Monday, August 23, 2010

Fillet of Baked Pike with Meuniere Sauce, Salad and New Potatoes



There are a great many people here in the UK who believe either that pike should not be eaten or that it does not afford an enjoyable eating experience. Although I had eaten pike before, in both Austria and the Czech Republic, I had never until very recently had the opportunity to actually cook pike.

That all changed one night last week when I got a phone call to enquire whether I could use a pike which had just been caught. I established that the pike was about two and a half pounds in weight and in good condition. I delightedly therefore accepted the offer and headed off to collect the fish that would form my dinner the following evening.

I gave considerable thought as to how I would cook my pike. On the two previous occasions I remember eating pike, it was on one occasion barbecued and on the other, poached in a fish kettle. In the name of variety and experimentation, I therefore decided to cook it a different way altogether and bake it in the oven.

What I did was gut the pike but otherwise left it whole. I then sat it on a bed of sliced lemon and white onion and made four large scores in the uppermost side of its flesh. I then prepared a very basic meuniere sauce by melting and browning some butter in a saucepan and adding lemon juice and freshly chopped parsley, which I poured over the pike before covering the baking tray with aluminium foil and baking it an oven pre-heated to 375F/190C/Gas Mark 5, for twenty-five minutes.

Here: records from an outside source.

#[cfg(test)]
mod tests {
    use super::mocks::*;
    use commitstream_core::backend::{AppendOutcome, StorageBackend};
    use commitstream_core::commit::Commit;
    use commitstream_core::event::RecordedEvent;
    use commitstream_core::stream::{AggregateId, Version};
    use chrono::Utc;
    use commitstream_core::environment::Clock;

    #[allow(clippy::expect_used)] // Panics: fixture commits are never empty
    fn commit_at(id: &AggregateId, base: u64) -> Commit {
        Commit::new(
            id.clone(),
            Version::new(base),
            vec![RecordedEvent::new("E.v1".to_string(), vec![0], None)],
            Utc::now(),
            None,
        )
        .expect("non-empty commit")
    }

    #[test]
    fn fixed_clock_is_fixed() {
        let clock = test_clock();
        assert_eq!(clock.now(), clock.now());
    }

    #[tokio::test]
    #[allow(clippy::expect_used)] // Panics: Test will fail on backend errors
    async fn in_memory_backend_checks_and_appends_atomically() {
        let backend = InMemoryBackend::new();
        let id = AggregateId::new("a-1");

        let outcome = backend
            .append_if_version_matches(commit_at(&id, 0))
            .await
            .expect("append should succeed");
        assert_eq!(outcome, AppendOutcome::Committed);

        // A stale append reports the actual version and stores nothing.
        let outcome = backend
            .append_if_version_matches(commit_at(&id, 0))
            .await
            .expect("append should succeed");
        assert_eq!(
            outcome,
            AppendOutcome::Conflict {
                actual: Version::new(1)
            }
        );
        assert_eq!(backend.commit_count(&id), 1);
    }

    #[tokio::test]
    #[allow(clippy::expect_used)] // Panics: Test will fail on backend errors
    async fn in_memory_backend_reads_from_version() {
        let backend = InMemoryBackend::new();
        let id = AggregateId::new("a-1");
        for base in 0..3 {
            backend
                .append_if_version_matches(commit_at(&id, base))
                .await
                .expect("append should succeed");
        }

        let all = backend
            .read_commits(&id, Version::INITIAL, 10)
            .await
            .expect("read should succeed");
        assert_eq!(all.len(), 3);

        let tail = backend
            .read_commits(&id, Version::new(2), 10)
            .await
            .expect("read should succeed");
        assert_eq!(tail.len(), 1);
        assert_eq!(tail[0].base_version(), Version::new(2));

        let limited = backend
            .read_commits(&id, Version::INITIAL, 2)
            .await
            .expect("read should succeed");
        assert_eq!(limited.len(), 2);
    }

    #[tokio::test]
    #[allow(clippy::expect_used)] // Panics: Test will fail on backend errors
    async fn flaky_backend_fails_only_armed_operations() {
        let backend = FlakyBackend::new(InMemoryBackend::new());
        let id = AggregateId::new("a-1");

        backend.fail_next_appends(1);
        assert!(
            backend
                .append_if_version_matches(commit_at(&id, 0))
                .await
                .is_err()
        );

        // Disarmed: the same append now succeeds.
        let outcome = backend
            .append_if_version_matches(commit_at(&id, 0))
            .await
            .expect("append should succeed");
        assert_eq!(outcome, AppendOutcome::Committed);

        backend.fail_next_reads(1);
        assert!(backend.read_commits(&id, Version::INITIAL, 10).await.is_err());
        assert!(backend.read_commits(&id, Version::INITIAL, 10).await.is_ok());
    }

    #[tokio::test]
    async fn recording_handler_records_in_order() {
        use commitstream_core::handler::EventHandler;

        let handler = RecordingHandler::new("recorder");
        let id = AggregateId::new("a-1");
        let first = RecordedEvent::new("First.v1".to_string(), vec![], None);
        let second = RecordedEvent::new("Second.v1".to_string(), vec![], None);

        assert!(handler.handle(&id, &first).await.is_ok());
        assert!(handler.handle(&id, &second).await.is_ok());

        assert_eq!(handler.event_types(), vec!["First.v1", "Second.v1"]);
        assert!(!handler.is_empty());
    }

    #[tokio::test]
    async fn failing_handler_always_fails() {
        use commitstream_core::handler::EventHandler;

        let handler = FailingHandler::new("broken");
        let id = AggregateId::new("a-1");
        let event = RecordedEvent::new("E.v1".to_string(), vec![], None);

        let result = handler.handle(&id, &event).await;
        assert!(result.is_err());
    }
}
mod simulate;
mod validate;

pub use simulate::Simulate;
pub use validate::Validate;

use anyhow::{Context, Result};
use clutch_core::CardLibrary;
use std::path::{Path, PathBuf};

/// Load the base library, layer override files on top in order, then
/// attach a team metadata file if one is given.
pub(crate) fn load_library(cards: &[PathBuf], teams: Option<&Path>) -> Result<CardLibrary> {
    let mut library = CardLibrary::default();
    for path in cards {
        let layer = CardLibrary::from_path(path)
            .with_context(|| format!("failed to load cards from {}", path.display()))?;
        library
            .merge_overrides(layer)
            .with_context(|| format!("cards in {} conflict with earlier files", path.display()))?;
    }

    if let Some(path) = teams {
        let json = std::fs::read_to_string(path)
            .with_context(|| format!("failed to read {}", path.display()))?;
        let teams = CardLibrary::teams_from_json_str(&json)
            .with_context(|| format!("invalid team metadata in {}", path.display()))?;
        let overlay = CardLibrary::default().with_teams(teams);
        library.merge_overrides(overlay)?;
    }

    Ok(library)
}
//! Defensive calls and the yardage modifier they apply

use rand::Rng;
use serde::{Deserialize, Serialize};
use std::fmt;

use crate::cards::{PlayFamily, PlayType};
use crate::config::DefenseRules;
use crate::dice::chance;

#[derive(Debug, Clone, Copy, PartialEq, Eq, Default, Serialize, Deserialize)]
#[serde(rename_all = "kebab-case")]
pub enum DefensiveFront {
    #[default]
    Base,
    RunHeavy,
    PassHeavy,
}

#[derive(Debug, Clone, Copy, PartialEq, Eq, Default, Serialize, Deserialize)]
#[serde(rename_all = "lowercase")]
pub enum Coverage {
    Man,
    #[default]
    Zone,
}

/// The defense's call for one snap. `Default` is the neutral call.
#[derive(Debug, Clone, Copy, PartialEq, Eq, Default, Serialize, Deserialize)]
pub struct DefenseCall {
    #[serde(rename = "box", default)]
    pub front: DefensiveFront,
    #[serde(default)]
    pub blitz: bool,
    #[serde(default)]
    pub coverage: Coverage,
}

impl DefenseCall {
    pub fn new(front: DefensiveFront, blitz: bool, coverage: Coverage) -> Self {
        Self { front, blitz, coverage }
    }

    /// A uniformly random call, used by computer-controlled defenses.
    pub fn random<R: Rng + ?Sized>(rng: &mut R) -> Self {
        let front = match rng.gen_range(0..3) {
            0 => DefensiveFront::Base,
            1 => DefensiveFront::RunHeavy,
            _ => DefensiveFront::PassHeavy,
        };
        let blitz = chance(rng, 0.25);
        let coverage = if chance(rng, 0.5) { Coverage::Man } else { Coverage::Zone };
        Self { front, blitz, coverage }
    }
}

impl fmt::Display for DefenseCall {
    fn fmt(&self, f: &mut fmt::Formatter<'_>) -> fmt::Result {
        let front = match self.front {
            DefensiveFront::Base => "base",
            DefensiveFront::RunHeavy => "run-heavy",
            DefensiveFront::PassHeavy => "pass-heavy",
        };
        let coverage = match self.coverage {
            Coverage::Man => "man",
            Coverage::Zone => "zone",
        };
        write!(f, "{front} {coverage}")?;
        if self.blitz {
            f.write_str(" blitz")?;
        }
        Ok(())
    }
}

/// Additive adjustment for `call` against `play`. Kicks are never modified.
pub fn modifier(call: &DefenseCall, play: PlayType, rules: &DefenseRules) -> i32 {
    match play.family() {
        PlayFamily::Run => {
            let front = match call.front {
                DefensiveFront::RunHeavy => rules.run_heavy_vs_run,
                DefensiveFront::PassHeavy => rules.pass_heavy_vs_run,
                DefensiveFront::Base => 0,
            };
            let blitz = if call.blitz { rules.blitz_vs_run } else { 0 };
            front + blitz
        }
        PlayFamily::Pass => {
            let coverage = match call.coverage {
                Coverage::Zone => rules.zone_vs_pass,
                Coverage::Man => rules.man_vs_pass,
            };
            let front = match call.front {
                DefensiveFront::PassHeavy => rules.pass_heavy_vs_pass,
                DefensiveFront::RunHeavy => rules.run_heavy_vs_pass,
                DefensiveFront::Base => 0,
            };
            // Rushed throws: the blitz gives up yardage when the pass gets off
            let blitz = if call.blitz { rules.blitz_vs_pass } else { 0 };
            coverage + front + blitz
        }
        PlayFamily::Kick => 0,
    }
}

/// Apply the modifier to a gain or sack and clamp to the configured bounds.
pub fn adjust_yards(yards: i32, call: &DefenseCall, play: PlayType, rules: &DefenseRules) -> i32 {
    yards.saturating_add(modifier(call, play, rules)).clamp(rules.yards_floor, rules.yards_cap)
}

For more detailed instruction in this process and accompanying photographs, click on the link below:

How to Cook Pike



The cooking of the pike was carried out very late on one evening, so this was the principal reason why I decided to eat it cold the next day. I simply allowed it to cool when it came out of the oven, before refrigerating it whole in a large dish covered with clingfilm until the following evening.

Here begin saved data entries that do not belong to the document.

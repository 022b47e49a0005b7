use serde::{Deserialize, Serialize};
use tracing::info;

use crate::cards::library::Rosters;
use crate::cards::{CardLibrary, PlayerCard, TeamMeta};
use crate::config::RulesConfig;
use crate::error::{ConfigurationError, EngineResult};
use crate::session::{GameSession, SimplePlayCaller};
use crate::state::{Quarter, ScoringEvent};

pub const API_SCHEMA_VERSION: u32 = 1;

const DEFAULT_MAX_PLAYS: usize = 2_000;

fn default_max_plays() -> usize {
    DEFAULT_MAX_PLAYS
}

// ============================================================================
// Request / response
// ============================================================================

#[derive(Debug, Clone, Deserialize)]
pub struct GameRequest {
    pub schema_version: u32,
    pub seed: u64,
    /// Home team id, matched against card `teamId`
    pub home: String,
    pub away: String,
    #[serde(default)]
    pub teams: Vec<TeamMeta>,
    #[serde(default)]
    pub cards: Vec<PlayerCard>,
    #[serde(default)]
    pub rosters: Rosters,
    /// Preset name: `default`, `classic` or `arcade`
    #[serde(default)]
    pub profile: Option<String>,
    /// Full rules; wins over `profile` when both are given
    #[serde(default)]
    pub rules: Option<RulesConfig>,
    #[serde(default = "default_max_plays")]
    pub max_plays: usize,
}

#[derive(Debug, Clone, PartialEq, Serialize, Deserialize)]
pub struct GameResponse {
    pub schema_version: u32,
    pub seed: u64,
    pub home: String,
    pub away: String,
    pub score_home: u32,
    pub score_away: u32,
    pub finished: bool,
    pub quarter: Quarter,
    pub plays: usize,
    /// Plays resolved with a generic card or a degraded table lookup
    pub fallbacks: usize,
    pub scoring: Vec<ScoringEvent>,
    pub log: Vec<String>,
}

// ============================================================================
// Entry points
// ============================================================================

/// Autoplay a whole game described by a JSON [`GameRequest`] and return a
/// JSON [`GameResponse`]. Equal requests produce equal responses.
pub fn simulate_game_json(request_json: &str) -> EngineResult<String> {
    let request: GameRequest = serde_json::from_str(request_json).map_err(ConfigurationError::from)?;
    let response = simulate_game(request)?;
    let json = serde_json::to_string(&response).map_err(ConfigurationError::from)?;
    Ok(json)
}

pub fn simulate_game(request: GameRequest) -> EngineResult<GameResponse> {
    if request.schema_version != API_SCHEMA_VERSION {
        return Err(ConfigurationError::UnsupportedSchema {
            found: request.schema_version,
            expected: API_SCHEMA_VERSION,
        }
        .into());
    }
    for (field, team) in [("home", &request.home), ("away", &request.away)] {
        if team.trim().is_empty() {
            return Err(ConfigurationError::InvalidConfig { field, reason: "team id is empty".into() }.into());
        }
    }

    let config = match (request.rules, request.profile.as_deref()) {
        (Some(rules), _) => rules,
        (None, Some(profile)) => RulesConfig::from_profile(profile)?,
        (None, None) => RulesConfig::default(),
    };
    config.validate()?;

    let library = CardLibrary {
        teams: request.teams,
        cards: request.cards,
        rosters: request.rosters,
        ..CardLibrary::default()
    };
    library.validate()?;

    let mut caller = SimplePlayCaller::default().with_kicking_rules(config.special_teams.clone());
    let mut session = GameSession::seeded_with_config(config, request.home, request.away, request.seed);
    let summary = session.autoplay(&library, &mut caller, request.max_plays)?;
    let state = session.into_state();

    info!(
        seed = request.seed,
        home = state.scoreboard.home,
        away = state.scoreboard.away,
        plays = summary.plays,
        "simulate_game_json completed"
    );

    Ok(GameResponse {
        schema_version: API_SCHEMA_VERSION,
        seed: request.seed,
        score_home: state.scoreboard.home,
        score_away: state.scoreboard.away,
        finished: summary.finished,
        quarter: state.quarter,
        plays: summary.plays,
        fallbacks: summary.fallbacks,
        scoring: state.scoreboard.events,
        log: state.log,
        home: state.home_team,
        away: state.away_team,
    })
}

The skin of even a small pike like this is very thick compared to most other edible fish. This actually in a sense makes it easier to remove, however, and by making an incision behind the gill, I was able to strip the skin completely off the uppermost side of the fish. The fillet could then simply be slid from the bones with the aid of a blunt knife and a fish slice. By lifting the head and again using a blunt knife if required, the entire skeleton of the fish should then be lifted away from the second fillet. I then shredded some lettuce and white onion and used it to form a bed for the pike fillet.



I have served the pike fillet here simply with some new potatoes in butter and parsley, some blanched baby corn, cherry tomatoes and a fresh batch of meuniere sauce, made up at the very last minute.